In 2017, state prosecutors opened about 760 disappearance investigations in Baja California. In five years, the number jumped more than threefold, according to Elementa DDHH.

“This is an ongoing phenomenon, and it’s increasing exponentially,” said Demichelis, adding that several factors are contributing to the worsening disappearance crisis in Baja California, such as drug trafficking, internal displacement, migration and gender violence.

The state’s attorney general, María Elena Andrade Ramírez, said in an interview that prosecutors have so far ruled out the possibility that the killing of the Robinson brothers and Rhoad was linked to organized crime groups.

Those responsible had tried to seize the tourists’ pickup truck, she said. When they resisted, a man took out a gun and killed them.

“This aggression seems to have occurred in an unforeseen, circumstantial manner,” Andrade Ramírez said. “They took advantage when they saw the vehicle out in the open, in that remote location, where they knew that there were no witnesses.”

A protest calling for increased security in Ensenada on Sunday. Photo / AP
A protest calling for increased security in Ensenada on Sunday. Photo / AP

In a news conference this past weekend, a reporter asked Andrade Ramírez if one needs to be a foreigner in Baja California to have state authorities act as swiftly as they did in the case of the missing tourists.

“Every investigation has its own process,” the attorney general answered. “And there are times when we have to take care of every detail, which takes a certain amount of time, to achieve a good result.”

On Sunday, after the victims’ families identified the bodies in the morgue, Adriana Moreno, a local resident, said she felt conflicting emotions.

“I’m so glad they found them so quickly.

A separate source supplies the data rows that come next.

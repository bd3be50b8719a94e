pub mod error;
pub mod movie;
pub mod rating;
pub mod summary;
pub mod watched;

pub use error::ModelError;
pub use movie::{parse_runtime_minutes, MovieDetail, MovieSummary};
pub use rating::UserRating;
pub use summary::WatchedSummary;
pub use watched::WatchedEntry;
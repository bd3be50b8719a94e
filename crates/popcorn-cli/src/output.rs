use clap::ValueEnum;
use comfy_table::{modifiers, presets, Attribute, Cell, Color, Table};
use owo_colors::OwoColorize;
use popcorn_models::{MovieDetail, MovieSummary, UserRating, WatchedEntry, WatchedSummary};
use serde_json::json;

#[derive(Debug, Clone, Copy, PartialEq, Eq, ValueEnum)]
pub enum OutputFormat {
    Human,
    Json,
    #[value(name = "json-pretty")]
    JsonPretty,
}

#[derive(Clone)]
pub struct Output {
    format: OutputFormat,
    quiet: bool,
}

impl Output {
    pub fn new(format: OutputFormat, quiet: bool) -> Self {
        Self { format, quiet }
    }

    pub fn format(&self) -> OutputFormat {
        self.format
    }

    pub fn is_quiet(&self) -> bool {
        self.quiet
    }

    pub fn success(&self, msg: impl AsRef<str>) {
        if self.quiet {
            return;
        }

        match self.format {
            OutputFormat::Human => println!("{} {}", "✓".green(), msg.as_ref()),
            OutputFormat::Json | OutputFormat::JsonPretty => {
                self.print_json(&json!({ "type": "success", "message": msg.as_ref() }));
            }
        }
    }

    pub fn error(&self, msg: impl AsRef<str>) {
        // Errors should always be shown, even in quiet mode
        match self.format {
            OutputFormat::Human => eprintln!("{} {}", "✗".red(), msg.as_ref()),
            OutputFormat::Json | OutputFormat::JsonPretty => {
                self.print_json(&json!({ "type": "error", "message": msg.as_ref() }));
            }
        }
    }

    pub fn info(&self, msg: impl AsRef<str>) {
        if self.quiet {
            return;
        }

        match self.format {
            OutputFormat::Human => println!("{}", msg.as_ref()),
            OutputFormat::Json | OutputFormat::JsonPretty => {
                self.print_json(&json!({ "type": "info", "message": msg.as_ref() }));
            }
        }
    }

    pub fn warn(&self, msg: impl AsRef<str>) {
        if self.quiet {
            return;
        }

        match self.format {
            OutputFormat::Human => println!("{} {}", "⚠".yellow(), msg.as_ref()),
            OutputFormat::Json | OutputFormat::JsonPretty => {
                self.print_json(&json!({ "type": "warning", "message": msg.as_ref() }));
            }
        }
    }

    pub fn json(&self, data: &serde_json::Value) {
        if self.quiet && self.format != OutputFormat::Human {
            return;
        }

        self.print_json(data);
    }

    fn print_json(&self, data: &serde_json::Value) {
        match self.format {
            OutputFormat::Json => println!("{}", serde_json::to_string(data).unwrap_or_default()),
            OutputFormat::JsonPretty => println!("{}", serde_json::to_string_pretty(data).unwrap_or_default()),
            OutputFormat::Human => println!("{}", data),
        }
    }

    pub fn results(&self, results: &[MovieSummary]) {
        match self.format {
            OutputFormat::Human => {
                if self.quiet {
                    return;
                }
                println!("Found {} results", results.len().to_string().bold());
                if !results.is_empty() {
                    println!("{}", results_table(results));
                }
            }
            _ => self.json(&json!({ "type": "results", "count": results.len(), "results": results })),
        }
    }

    pub fn detail(&self, detail: &MovieDetail, watched_rating: Option<UserRating>) {
        match self.format {
            OutputFormat::Human => {
                if self.quiet {
                    return;
                }
                println!("{}", detail_table(detail));
                println!("{}", detail.plot.italic());
                println!("Starring {}", detail.actors);
                println!("Directed by {}", detail.director);
                if let Some(rating) = watched_rating {
                    println!("You rated this movie {} ⭐️", rating.to_string().bright_yellow());
                }
            }
            _ => self.json(&json!({
                "type": "detail",
                "movie": detail,
                "userRating": watched_rating,
            })),
        }
    }

    pub fn watched(&self, entries: &[WatchedEntry], summary: &WatchedSummary) {
        match self.format {
            OutputFormat::Human => {
                if self.quiet {
                    return;
                }
                println!("{}", summary_line(summary));
                if !entries.is_empty() {
                    println!("{}", watched_table(entries));
                }
            }
            _ => self.json(&json!({ "type": "watched", "summary": summary, "entries": entries })),
        }
    }

    pub fn summary(&self, summary: &WatchedSummary) {
        match self.format {
            OutputFormat::Human => self.info(summary_line(summary)),
            _ => self.json(&json!({ "type": "summary", "summary": summary })),
        }
    }
}

/// Average with `decimals` places, or "-" when there is nothing to average.
pub fn format_avg(value: Option<f64>, decimals: usize) -> String {
    match value {
        Some(v) => format!("{:.*}", decimals, v),
        None => "-".to_string(),
    }
}

pub fn summary_line(summary: &WatchedSummary) -> String {
    format!(
        "#️⃣ {} movies  ⭐️ {}  🌟 {}  ⏳ {} min",
        summary.count,
        format_avg(summary.avg_imdb_rating, 2),
        format_avg(summary.avg_user_rating, 2),
        format_avg(summary.avg_runtime, 0),
    )
}

fn styled(mut table: Table) -> Table {
    table.load_preset(presets::UTF8_FULL);
    table.apply_modifier(modifiers::UTF8_ROUND_CORNERS);
    table
}

fn header(cells: &[&str]) -> Vec<Cell> {
    cells
        .iter()
        .map(|c| Cell::new(c).fg(Color::Cyan).add_attribute(Attribute::Bold))
        .collect()
}

pub fn results_table(results: &[MovieSummary]) -> Table {
    let mut table = Table::new();
    table.set_header(header(&["#", "Title", "Year", "IMDb id"]));
    for (i, movie) in results.iter().enumerate() {
        table.add_row(vec![
            Cell::new(i + 1),
            Cell::new(&movie.title),
            Cell::new(format!("🗓 {}", movie.year)),
            Cell::new(&movie.id),
        ]);
    }
    styled(table)
}

pub fn detail_table(detail: &MovieDetail) -> Table {
    let mut table = Table::new();
    table.set_header(vec![Cell::new(&detail.title)
        .fg(Color::Cyan)
        .add_attribute(Attribute::Bold)]);
    table.add_row(vec![Cell::new("Released"), Cell::new(&detail.released)]);
    table.add_row(vec![Cell::new("Runtime"), Cell::new(&detail.runtime)]);
    table.add_row(vec![Cell::new("Genre"), Cell::new(&detail.genre)]);
    table.add_row(vec![
        Cell::new("IMDb rating"),
        Cell::new(format!("⭐️ {}", format_avg(detail.imdb_rating, 1))),
    ]);
    table.add_row(vec![Cell::new("IMDb id"), Cell::new(&detail.id)]);
    styled(table)
}

pub fn watched_table(entries: &[WatchedEntry]) -> Table {
    let mut table = Table::new();
    table.set_header(header(&["Title", "⭐️ IMDb", "🌟 Yours", "⏳ Runtime", "IMDb id"]));
    for entry in entries {
        table.add_row(vec![
            Cell::new(&entry.title),
            Cell::new(format_avg(entry.imdb_rating, 1)),
            Cell::new(entry.user_rating),
            Cell::new(format!("{} min", entry.runtime_minutes)),
            Cell::new(&entry.id),
        ]);
    }
    styled(table)
}
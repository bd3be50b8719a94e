use anyhow::Result;
use std::path::PathBuf;

/// Base directory override from `POPCORN_HOME`, if set.
pub fn home_override() -> Option<PathBuf> {
    std::env::var_os("POPCORN_HOME").map(PathBuf::from)
}

pub struct PathManager {
    config_dir: PathBuf,
    data_dir: PathBuf,
    log_dir: PathBuf,
}

impl PathManager {
    pub fn new() -> Result<Self> {
        let base_dir = dirs::config_dir()
            .ok_or_else(|| anyhow::anyhow!("Could not determine config directory"))?
            .join("popcorn");

        Ok(Self::from_base(base_dir))
    }

    /// Config files at the base, data and logs in subdirectories.
    pub fn from_base(base: PathBuf) -> Self {
        Self {
            config_dir: base.clone(),
            data_dir: base.join("data"),
            log_dir: base.join("logs"),
        }
    }

    /// Directory backing the key-value store (one JSON file per key)
    pub fn storage_dir(&self) -> PathBuf {
        self.data_dir.join("storage")
    }

    pub fn config_file(&self) -> PathBuf {
        self.config_dir.join("config.toml")
    }

    pub fn credentials_file(&self) -> PathBuf {
        self.config_dir.join("credentials.toml")
    }

    pub fn browse_log_file(&self) -> PathBuf {
        self.log_dir.join("popcorn.log")
    }

    pub fn ensure_directories(&self) -> Result<()> {
        std::fs::create_dir_all(&self.config_dir)?;
        std::fs::create_dir_all(&self.data_dir)?;
        std::fs::create_dir_all(&self.log_dir)?;
        std::fs::create_dir_all(self.storage_dir())?;
        Ok(())
    }
}

impl Default for PathManager {
    fn default() -> Self {
        if let Some(base) = home_override() {
            return Self::from_base(base);
        }

        // Platform-specific paths (e.g., ~/.config/popcorn on Linux), falling back to ./.popcorn
        Self::new().unwrap_or_else(|_| Self::from_base(PathBuf::from(".popcorn")))
    }
}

That’s my joy, my satisfaction,” said Moreno, 60. She has been looking for her son, Víctor Adrián Rodríguez Moreno, since 2009, when he and two of his co-workers — employees of an import business — were abducted in the northern state of Coahuila.

“But 15 years after the disappearance of my boy, there’s nothing,” Moreno said. “They make me feel like missing people come in levels of importance.”

This article originally appeared in The New York Times.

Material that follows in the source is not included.